Dataset entries:
---+---

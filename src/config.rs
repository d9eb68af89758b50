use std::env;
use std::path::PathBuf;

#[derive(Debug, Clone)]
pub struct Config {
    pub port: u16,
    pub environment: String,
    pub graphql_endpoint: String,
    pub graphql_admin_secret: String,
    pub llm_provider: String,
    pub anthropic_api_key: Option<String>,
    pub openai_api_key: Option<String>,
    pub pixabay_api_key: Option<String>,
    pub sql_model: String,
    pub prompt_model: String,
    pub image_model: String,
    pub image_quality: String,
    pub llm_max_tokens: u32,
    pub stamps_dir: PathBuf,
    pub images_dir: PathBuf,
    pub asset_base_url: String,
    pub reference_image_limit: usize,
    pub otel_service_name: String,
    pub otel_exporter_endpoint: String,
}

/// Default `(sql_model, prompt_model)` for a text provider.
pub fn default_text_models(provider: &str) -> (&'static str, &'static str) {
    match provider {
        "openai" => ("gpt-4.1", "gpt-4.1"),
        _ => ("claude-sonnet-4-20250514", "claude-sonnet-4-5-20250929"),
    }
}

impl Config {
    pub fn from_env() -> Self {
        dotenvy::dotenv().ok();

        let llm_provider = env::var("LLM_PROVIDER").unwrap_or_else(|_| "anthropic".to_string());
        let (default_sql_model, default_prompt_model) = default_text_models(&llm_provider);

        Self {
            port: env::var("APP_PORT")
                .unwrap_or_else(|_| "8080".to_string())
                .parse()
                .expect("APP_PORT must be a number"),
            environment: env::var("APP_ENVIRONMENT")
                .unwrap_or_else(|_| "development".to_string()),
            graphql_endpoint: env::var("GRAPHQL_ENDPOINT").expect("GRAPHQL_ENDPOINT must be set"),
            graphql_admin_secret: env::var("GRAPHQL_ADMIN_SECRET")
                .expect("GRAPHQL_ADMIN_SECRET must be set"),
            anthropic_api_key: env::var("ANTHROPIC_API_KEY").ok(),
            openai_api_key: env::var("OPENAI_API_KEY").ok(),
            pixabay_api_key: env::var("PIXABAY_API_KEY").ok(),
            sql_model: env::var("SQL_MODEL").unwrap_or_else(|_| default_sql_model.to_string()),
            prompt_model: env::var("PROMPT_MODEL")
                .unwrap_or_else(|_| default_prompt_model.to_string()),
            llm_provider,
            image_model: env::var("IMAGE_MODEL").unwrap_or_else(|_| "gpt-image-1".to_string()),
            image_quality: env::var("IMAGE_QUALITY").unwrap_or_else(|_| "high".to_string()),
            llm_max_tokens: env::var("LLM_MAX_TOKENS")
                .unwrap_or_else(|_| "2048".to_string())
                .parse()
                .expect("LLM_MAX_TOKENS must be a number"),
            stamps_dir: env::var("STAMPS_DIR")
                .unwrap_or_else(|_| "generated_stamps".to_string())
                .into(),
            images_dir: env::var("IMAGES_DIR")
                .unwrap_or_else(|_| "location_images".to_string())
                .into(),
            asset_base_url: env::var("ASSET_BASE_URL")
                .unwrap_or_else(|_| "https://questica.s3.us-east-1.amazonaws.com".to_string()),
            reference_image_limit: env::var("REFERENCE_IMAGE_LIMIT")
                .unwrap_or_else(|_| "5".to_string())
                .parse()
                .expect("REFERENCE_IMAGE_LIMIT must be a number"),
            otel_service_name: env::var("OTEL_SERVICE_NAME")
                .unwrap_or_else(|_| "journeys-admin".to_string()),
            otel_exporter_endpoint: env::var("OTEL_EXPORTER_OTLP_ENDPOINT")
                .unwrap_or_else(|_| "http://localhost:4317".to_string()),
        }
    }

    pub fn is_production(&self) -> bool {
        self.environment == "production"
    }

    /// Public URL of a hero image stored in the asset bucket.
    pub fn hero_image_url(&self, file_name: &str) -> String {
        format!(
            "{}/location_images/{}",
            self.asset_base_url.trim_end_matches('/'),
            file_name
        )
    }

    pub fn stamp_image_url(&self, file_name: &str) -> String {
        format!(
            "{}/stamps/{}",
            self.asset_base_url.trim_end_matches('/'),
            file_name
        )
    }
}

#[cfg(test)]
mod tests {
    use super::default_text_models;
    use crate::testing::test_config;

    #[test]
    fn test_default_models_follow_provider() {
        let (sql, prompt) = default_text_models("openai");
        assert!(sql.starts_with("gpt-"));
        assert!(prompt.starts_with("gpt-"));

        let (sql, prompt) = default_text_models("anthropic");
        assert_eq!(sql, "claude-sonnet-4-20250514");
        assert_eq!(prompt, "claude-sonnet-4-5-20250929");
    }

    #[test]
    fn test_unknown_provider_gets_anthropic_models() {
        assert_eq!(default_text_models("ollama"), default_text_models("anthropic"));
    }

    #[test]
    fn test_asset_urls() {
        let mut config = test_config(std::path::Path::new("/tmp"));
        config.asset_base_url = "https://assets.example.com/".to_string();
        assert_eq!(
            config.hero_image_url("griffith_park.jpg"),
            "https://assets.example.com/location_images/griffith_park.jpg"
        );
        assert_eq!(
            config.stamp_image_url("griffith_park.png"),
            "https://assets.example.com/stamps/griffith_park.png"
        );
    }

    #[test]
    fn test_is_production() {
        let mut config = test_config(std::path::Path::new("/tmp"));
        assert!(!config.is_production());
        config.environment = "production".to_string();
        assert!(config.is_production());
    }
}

---+---

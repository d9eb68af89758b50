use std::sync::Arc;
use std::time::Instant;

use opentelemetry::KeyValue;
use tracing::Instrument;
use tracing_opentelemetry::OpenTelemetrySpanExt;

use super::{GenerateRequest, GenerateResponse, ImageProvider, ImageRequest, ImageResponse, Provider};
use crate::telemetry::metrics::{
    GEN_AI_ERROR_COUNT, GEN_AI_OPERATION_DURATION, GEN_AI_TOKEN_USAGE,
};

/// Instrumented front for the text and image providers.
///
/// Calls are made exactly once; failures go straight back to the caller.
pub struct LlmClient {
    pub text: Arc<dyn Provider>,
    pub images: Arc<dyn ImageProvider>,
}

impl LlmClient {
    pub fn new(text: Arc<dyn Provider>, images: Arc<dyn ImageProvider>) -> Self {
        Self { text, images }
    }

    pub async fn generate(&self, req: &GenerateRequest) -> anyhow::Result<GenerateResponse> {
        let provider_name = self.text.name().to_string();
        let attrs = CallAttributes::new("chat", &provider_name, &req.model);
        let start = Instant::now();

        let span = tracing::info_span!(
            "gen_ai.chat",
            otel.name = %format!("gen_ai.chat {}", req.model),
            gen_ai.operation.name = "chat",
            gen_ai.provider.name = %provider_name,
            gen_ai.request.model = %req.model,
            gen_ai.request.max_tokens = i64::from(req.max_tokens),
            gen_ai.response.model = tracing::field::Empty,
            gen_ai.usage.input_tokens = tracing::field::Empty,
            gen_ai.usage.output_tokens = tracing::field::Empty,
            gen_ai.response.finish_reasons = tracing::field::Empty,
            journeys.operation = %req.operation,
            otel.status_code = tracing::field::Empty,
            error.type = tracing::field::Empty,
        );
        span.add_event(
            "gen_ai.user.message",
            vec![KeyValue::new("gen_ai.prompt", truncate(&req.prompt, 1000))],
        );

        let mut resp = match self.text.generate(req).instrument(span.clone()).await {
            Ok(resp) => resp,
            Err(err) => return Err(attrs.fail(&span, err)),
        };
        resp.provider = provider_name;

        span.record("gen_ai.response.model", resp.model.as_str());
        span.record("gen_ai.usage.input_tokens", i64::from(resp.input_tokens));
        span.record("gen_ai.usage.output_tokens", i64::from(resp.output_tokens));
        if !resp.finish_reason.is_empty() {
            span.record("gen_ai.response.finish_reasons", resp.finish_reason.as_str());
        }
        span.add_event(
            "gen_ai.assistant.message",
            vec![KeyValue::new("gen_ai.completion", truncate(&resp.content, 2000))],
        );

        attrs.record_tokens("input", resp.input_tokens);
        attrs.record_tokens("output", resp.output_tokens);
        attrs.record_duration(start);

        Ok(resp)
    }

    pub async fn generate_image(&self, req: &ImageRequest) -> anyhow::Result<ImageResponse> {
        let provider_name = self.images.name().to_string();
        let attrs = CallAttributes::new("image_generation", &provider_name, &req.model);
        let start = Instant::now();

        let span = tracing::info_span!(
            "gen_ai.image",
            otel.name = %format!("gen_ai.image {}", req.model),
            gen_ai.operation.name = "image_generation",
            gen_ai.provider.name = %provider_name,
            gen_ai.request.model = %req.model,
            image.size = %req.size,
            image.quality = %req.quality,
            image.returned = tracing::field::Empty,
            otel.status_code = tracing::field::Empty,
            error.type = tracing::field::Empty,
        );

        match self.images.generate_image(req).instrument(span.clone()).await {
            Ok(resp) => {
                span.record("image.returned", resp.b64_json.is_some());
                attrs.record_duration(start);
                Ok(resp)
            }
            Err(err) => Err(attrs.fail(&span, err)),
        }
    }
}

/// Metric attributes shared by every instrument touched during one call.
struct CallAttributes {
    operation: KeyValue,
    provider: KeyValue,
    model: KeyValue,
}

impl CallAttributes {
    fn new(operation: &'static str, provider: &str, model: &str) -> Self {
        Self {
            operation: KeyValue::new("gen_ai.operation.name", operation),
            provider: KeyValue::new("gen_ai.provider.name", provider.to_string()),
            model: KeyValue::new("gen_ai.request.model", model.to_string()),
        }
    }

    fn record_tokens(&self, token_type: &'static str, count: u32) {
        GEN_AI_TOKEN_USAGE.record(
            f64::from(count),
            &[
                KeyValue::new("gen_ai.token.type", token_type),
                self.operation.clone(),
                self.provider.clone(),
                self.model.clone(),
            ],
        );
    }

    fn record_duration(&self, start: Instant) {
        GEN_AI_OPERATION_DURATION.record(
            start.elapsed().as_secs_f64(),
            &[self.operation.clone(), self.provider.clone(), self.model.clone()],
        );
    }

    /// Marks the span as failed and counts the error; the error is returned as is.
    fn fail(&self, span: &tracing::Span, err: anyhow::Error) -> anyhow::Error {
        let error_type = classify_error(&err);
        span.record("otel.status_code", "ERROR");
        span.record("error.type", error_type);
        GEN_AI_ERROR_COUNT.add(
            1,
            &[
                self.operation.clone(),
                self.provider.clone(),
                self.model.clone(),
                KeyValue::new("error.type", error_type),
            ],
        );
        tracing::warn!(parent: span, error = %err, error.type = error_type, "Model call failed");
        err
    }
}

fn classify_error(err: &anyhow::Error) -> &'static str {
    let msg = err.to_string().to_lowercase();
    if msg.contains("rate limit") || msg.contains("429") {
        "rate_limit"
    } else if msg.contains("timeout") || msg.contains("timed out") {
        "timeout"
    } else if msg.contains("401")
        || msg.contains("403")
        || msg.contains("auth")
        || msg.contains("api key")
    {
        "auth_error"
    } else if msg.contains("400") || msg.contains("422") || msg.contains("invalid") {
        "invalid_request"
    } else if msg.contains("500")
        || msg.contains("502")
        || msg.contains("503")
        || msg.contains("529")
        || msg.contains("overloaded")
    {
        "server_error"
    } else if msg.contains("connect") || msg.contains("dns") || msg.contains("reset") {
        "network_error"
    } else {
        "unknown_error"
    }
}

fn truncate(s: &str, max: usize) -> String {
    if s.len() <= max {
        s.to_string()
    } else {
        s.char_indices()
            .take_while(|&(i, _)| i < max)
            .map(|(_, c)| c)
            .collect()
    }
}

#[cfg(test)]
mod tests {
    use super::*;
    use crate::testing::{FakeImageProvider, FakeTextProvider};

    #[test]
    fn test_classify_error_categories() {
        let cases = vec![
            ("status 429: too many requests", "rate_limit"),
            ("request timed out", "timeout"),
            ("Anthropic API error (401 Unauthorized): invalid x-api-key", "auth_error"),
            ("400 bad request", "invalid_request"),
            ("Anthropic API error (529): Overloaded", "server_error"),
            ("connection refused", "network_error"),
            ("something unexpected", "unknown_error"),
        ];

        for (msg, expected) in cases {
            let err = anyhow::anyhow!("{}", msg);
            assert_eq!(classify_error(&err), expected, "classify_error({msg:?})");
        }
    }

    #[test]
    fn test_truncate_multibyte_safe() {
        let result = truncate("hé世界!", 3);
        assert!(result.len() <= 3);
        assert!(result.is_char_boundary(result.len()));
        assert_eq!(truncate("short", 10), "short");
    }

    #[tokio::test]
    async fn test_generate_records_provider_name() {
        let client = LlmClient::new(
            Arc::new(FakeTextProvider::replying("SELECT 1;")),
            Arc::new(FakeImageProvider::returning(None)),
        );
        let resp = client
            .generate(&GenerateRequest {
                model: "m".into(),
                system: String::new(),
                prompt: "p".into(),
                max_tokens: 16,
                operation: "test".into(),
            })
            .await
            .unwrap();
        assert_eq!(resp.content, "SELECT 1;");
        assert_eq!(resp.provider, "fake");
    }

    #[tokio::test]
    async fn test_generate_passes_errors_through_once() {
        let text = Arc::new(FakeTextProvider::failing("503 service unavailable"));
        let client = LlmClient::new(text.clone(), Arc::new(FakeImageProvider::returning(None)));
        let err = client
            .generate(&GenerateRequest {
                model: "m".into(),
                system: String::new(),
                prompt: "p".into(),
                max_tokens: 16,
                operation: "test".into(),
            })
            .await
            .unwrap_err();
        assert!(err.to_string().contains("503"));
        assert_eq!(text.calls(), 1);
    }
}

---+---

● PROBLEM DESCRIPTION
Lines to set down from above: the line with "filename src/config.rs", the line with "a text provider.", and every line between, each exactly as written.

● REPLY
filename src/config.rs
repository d9eb68af89758b50
use std::env;
use std::path::PathBuf;

#[derive(Debug, Clone)]
pub struct Config {
    pub port: u16,
    pub environment: String,
    pub graphql_endpoint: String,
    pub graphql_admin_secret: String,
    pub llm_provider: String,
    pub anthropic_api_key: Option<String>,
    pub openai_api_key: Option<String>,
    pub pixabay_api_key: Option<String>,
    pub sql_model: String,
    pub prompt_model: String,
    pub image_model: String,
    pub image_quality: String,
    pub llm_max_tokens: u32,
    pub stamps_dir: PathBuf,
    pub images_dir: PathBuf,
    pub asset_base_url: String,
    pub reference_image_limit: usize,
    pub otel_service_name: String,
    pub otel_exporter_endpoint: String,
}

/// Default `(sql_model, prompt_model)` for a text provider.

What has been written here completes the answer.